Content team/ZIM Metadata Convention
While ZIM Naming Convention focuses on the Name metadata and the associated filename, which is an important matter for publication / CMS, it is also important to document our other conventions regarding other ZIM metadata for ZIMs published by openZIM.
This is document is an openZIM convention, i.e. other publishers are free to follow the same convention or develop their own.
This documentation is obviously a WiP as we gain experience on odd cases.
ZIM Language
The specification says that Language
metadata must be one or a list of iso639-3 codes.
While this is sufficiently precise and strict for a specification, it does not details what to do when we face an ambiguous situation.
The ambiguous situation will typically arise when an iso639-3 code is split in two codes. Sometimes (rarely) we know the content is only on one of the new codes and situation is simple. For all other cases, we consider it is safe to assume that both new codes are probably used inside the content and use both codes.
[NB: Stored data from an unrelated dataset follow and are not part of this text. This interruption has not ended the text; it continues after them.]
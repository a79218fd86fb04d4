use std::sync::Arc;

use rnowplaying::clients::{
    Document, LastFmClient, MemoryDocument,
    errors::ErrorKind,
    lastfm::LastFmSettings,
};
use rnowplaying::widget::{ConfigBuilder, DEFAULT_TARGET_ID, Mode, RefreshOutcome, Widget};
use serde_json::json;
use tokio::{
    io::{AsyncReadExt, AsyncWriteExt},
    net::TcpListener,
    task::JoinHandle,
};

// Serves one canned response per connection and records each request line
async fn serve(responses: Vec<(u16, String)>) -> (String, JoinHandle<Vec<String>>) {
    let listener = TcpListener::bind("127.0.0.1:0").await.unwrap();
    let root = format!("http://{}/2.0/", listener.local_addr().unwrap());

    let server = tokio::spawn(async move {
        let mut request_lines = Vec::new();
        for (status, body) in responses {
            let (mut socket, _) = listener.accept().await.unwrap();
            let mut request = Vec::new();
            let mut buf = [0u8; 1024];
            while !request.windows(4).any(|w| w == b"\r\n\r\n") {
                let n = socket.read(&mut buf).await.unwrap();
                if n == 0 {
                    break;
                }
                request.extend_from_slice(&buf[..n]);
            }
            let request = String::from_utf8_lossy(&request);
            request_lines.push(request.lines().next().unwrap_or_default().to_string());

            let response = format!(
                "HTTP/1.1 {status} X\r\nContent-Type: application/json\r\nContent-Length: {}\r\nConnection: close\r\n\r\n{body}",
                body.len()
            );
            socket.write_all(response.as_bytes()).await.unwrap();
            socket.shutdown().await.unwrap();
        }
        request_lines
    });

    (root, server)
}

async fn setup(root: String) -> (Widget, Arc<MemoryDocument>) {
    let client = LastFmClient::from_settings(LastFmSettings {
        user: Some("tester".into()),
        api_key: Some("secret".into()),
        api_root: Some(root),
        timeout: None,
    })
    .unwrap();
    let document = Arc::new(MemoryDocument::with_elements([DEFAULT_TARGET_ID]));
    let config = ConfigBuilder::new()
        .api(Arc::new(client))
        .document(document.clone())
        .mode(Mode::NowPlaying)
        .build()
        .await
        .unwrap();
    (Widget::new(config), document)
}

#[tokio::test]
async fn test_falls_back_to_top_tracks_over_http() {
    let recent = json!({
        "recenttracks": {"track": [{
            "name": "Xtal",
            "artist": {"#text": "Aphex Twin"},
            "image": [],
            "date": {"uts": "1700000000"}
        }]}
    });
    let top = json!({
        "toptracks": {"track": [{
            "name": "Avril 14th",
            "artist": {"name": "Aphex Twin"},
            "image": [{"#text": "s"}, {"#text": "m"}, {"#text": "https://img/l.jpg"}],
            "@attr": {"rank": "1"}
        }]}
    });
    let (root, server) = serve(vec![(200, recent.to_string()), (200, top.to_string())]).await;
    let (widget, document) = setup(root).await;

    let outcome = widget.refresh().await;

    let requests = server.await.unwrap();
    assert_eq!(requests.len(), 2);
    assert!(requests[0].starts_with(
        "GET /2.0/?method=user.getrecenttracks&user=tester&api_key=secret&format=json&limit=1 "
    ));
    assert!(requests[1].starts_with(
        "GET /2.0/?method=user.gettoptracks&user=tester&api_key=secret&format=json&period=7day&limit=1 "
    ));

    assert!(matches!(outcome, RefreshOutcome::Ok(_)));
    let html = document.inner_html(DEFAULT_TARGET_ID).await.unwrap();
    assert!(html.contains("On Repeat This Week:"));
    assert!(html.contains("Avril 14th"));
    assert!(html.contains(r#"src="https://img/l.jpg""#));
}

#[tokio::test]
async fn test_now_playing_needs_a_single_request() {
    let recent = json!({
        "recenttracks": {"track": [{
            "name": "Xtal",
            "artist": {"#text": "Aphex Twin"},
            "@attr": {"nowplaying": "true"}
        }]}
    });
    let (root, server) = serve(vec![(200, recent.to_string())]).await;
    let (widget, document) = setup(root).await;

    widget.refresh().await;

    assert_eq!(server.await.unwrap().len(), 1);
    let html = document.inner_html(DEFAULT_TARGET_ID).await.unwrap();
    assert!(html.contains("Now Playing:"));
    assert!(html.contains(r#"src="""#));
}

#[tokio::test]
async fn test_broken_recent_track_still_falls_back() {
    let recent = json!({
        "recenttracks": {"track": [{"name": "Xtal", "@attr": {"nowplaying": true}}]}
    });
    let top = json!({
        "toptracks": {"track": [{
            "name": "Flim",
            "artist": {"name": "Aphex Twin"},
            "image": [{"#text": null}, {"#text": null}, {"#text": null}]
        }]}
    });
    let (root, server) = serve(vec![(200, recent.to_string()), (200, top.to_string())]).await;
    let (widget, document) = setup(root).await;

    let outcome = widget.refresh().await;

    assert_eq!(server.await.unwrap().len(), 2);
    assert!(matches!(outcome, RefreshOutcome::Ok(_)));
    let html = document.inner_html(DEFAULT_TARGET_ID).await.unwrap();
    assert!(html.contains("On Repeat This Week:"));
    assert!(html.contains(">Flim</div>"));
    assert!(html.contains(r#"<img src="" alt="Album artwork""#));
}

#[tokio::test]
async fn test_error_body_clears_target() {
    let body = json!({"error": 17, "message": "Login: User required to be logged in"});
    let (root, server) = serve(vec![(403, body.to_string())]).await;
    let (widget, document) = setup(root).await;
    document
        .set_inner_html(DEFAULT_TARGET_ID, "<p>old</p>")
        .await
        .unwrap();

    let outcome = widget.refresh().await;

    server.await.unwrap();
    assert_eq!(outcome, RefreshOutcome::Error(ErrorKind::Api));
    assert_eq!(document.inner_html(DEFAULT_TARGET_ID).await.unwrap(), "");
}

#[tokio::test]
async fn test_malformed_body_clears_target() {
    let (root, server) = serve(vec![(200, "<html>oops</html>".to_string())]).await;
    let (widget, document) = setup(root).await;
    document
        .set_inner_html(DEFAULT_TARGET_ID, "<p>old</p>")
        .await
        .unwrap();

    let outcome = widget.refresh().await;

    server.await.unwrap();
    assert_eq!(outcome, RefreshOutcome::Error(ErrorKind::Parse));
    assert_eq!(document.inner_html(DEFAULT_TARGET_ID).await.unwrap(), "");
}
This happened for instance for Emiliano-Romagnolo which was split from eml
(now deprecated in ISO) to egl
and rgn
. In such a case, we should use both value in Language
metadata: egl,rgn
. Order can simply be alphabetical. This is deemed reasonable and useful to allow discovery of these ZIMs. This can be change once we've got confirmation from a native speaker that only one of the two codes is in fact present in the content.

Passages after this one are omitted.